昭和の初め、華族でもトップの家柄である操には今は日本にいない幼馴染で大切な相手、常盤がいて、その彼がついに日本に帰ってくる……ところから話は始まるのですが、なんか狭い世界のなかでちまちまと恋愛やお家騒動や友人の裏切りなどが進行している感じで、カテゴリー的にはコミカルな学園モノ。
思い出の常盤は昔とすっかり様相も性格も変わってしまっていたという設定で始まるものの、あまりそのこと自体は重要でもなさそうで、あれっ?という間に常盤は操にキスをしているという曖昧展開。
昭和初期の貴族の身分違いの恋愛を描きたかったのか、学園モノでの普通の恋愛を描きたかったのか、主従関係の恋愛を描きたかったのかがはっきりしなくて、もやもやしたまま読み終えてしまいました。
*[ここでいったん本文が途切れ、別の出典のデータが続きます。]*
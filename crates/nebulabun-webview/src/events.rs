//! Window lifecycle events and the hooks registered for them.
//!
//! Only events the launcher itself can observe are modeled: the native
//! library exposes no callback for navigation or title changes.

use nebulabun_native::WindowHandle;
use tracing::debug;

/// Lifecycle events driven by the window facade.
#[derive(Debug, Clone, Copy, PartialEq, Eq)]
pub enum WindowEvent {
    /// The native window exists and initial settings have been applied.
    Created(WindowHandle),
    /// The window was closed, explicitly or by the message loop returning.
    Closed,
}

type CreatedHook = Box<dyn FnMut(WindowHandle)>;
type ClosedHook = Box<dyn FnMut()>;

/// Optional callbacks, each invoked synchronously once per occurrence.
#[derive(Default)]
pub struct WindowEvents {
    on_created: Option<CreatedHook>,
    on_closed: Option<ClosedHook>,
}

impl WindowEvents {
    pub fn new() -> Self {
        Self::default()
    }

    /// Register the window-created hook, replacing any previous one.
    pub fn on_window_created(&mut self, hook: impl FnMut(WindowHandle) + 'static) -> &mut Self {
        self.on_created = Some(Box::new(hook));
        self
    }

    /// Register the window-closed hook, replacing any previous one.
    pub fn on_window_closed(&mut self, hook: impl FnMut() + 'static) -> &mut Self {
        self.on_closed = Some(Box::new(hook));
        self
    }

    /// Take over every hook set in `other`; hooks `other` lacks are kept.
    pub fn merge(&mut self, other: WindowEvents) {
        if other.on_created.is_some() {
            self.on_created = other.on_created;
        }
        if other.on_closed.is_some() {
            self.on_closed = other.on_closed;
        }
    }

    /// Dispatch an event to its hook, if one is registered.
    pub fn emit(&mut self, event: WindowEvent) {
        debug!(?event, "window event");
        match event {
            WindowEvent::Created(handle) => {
                if let Some(hook) = self.on_created.as_mut() {
                    hook(handle);
                }
            }
            WindowEvent::Closed => {
                if let Some(hook) = self.on_closed.as_mut() {
                    hook();
                }
            }
        }
    }
}

impl std::fmt::Debug for WindowEvents {
    fn fmt(&self, f: &mut std::fmt::Formatter<'_>) -> std::fmt::Result {
        f.debug_struct("WindowEvents")
            .field("on_created", &self.on_created.is_some())
            .field("on_closed", &self.on_closed.is_some())
            .finish()
    }
}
しかも大してこの恋愛が苦難でもないというのも、だったら昭和初期に設定しなくてもいいんじゃないか?などと無粋な突っ込みを誘ってしまうわけで……
絵は可愛いですし、お坊ちゃんの恋愛ってことだけに焦点を当てればけっして悪いわけではないのですが、それにはちょっと内容が浅かった気がしました。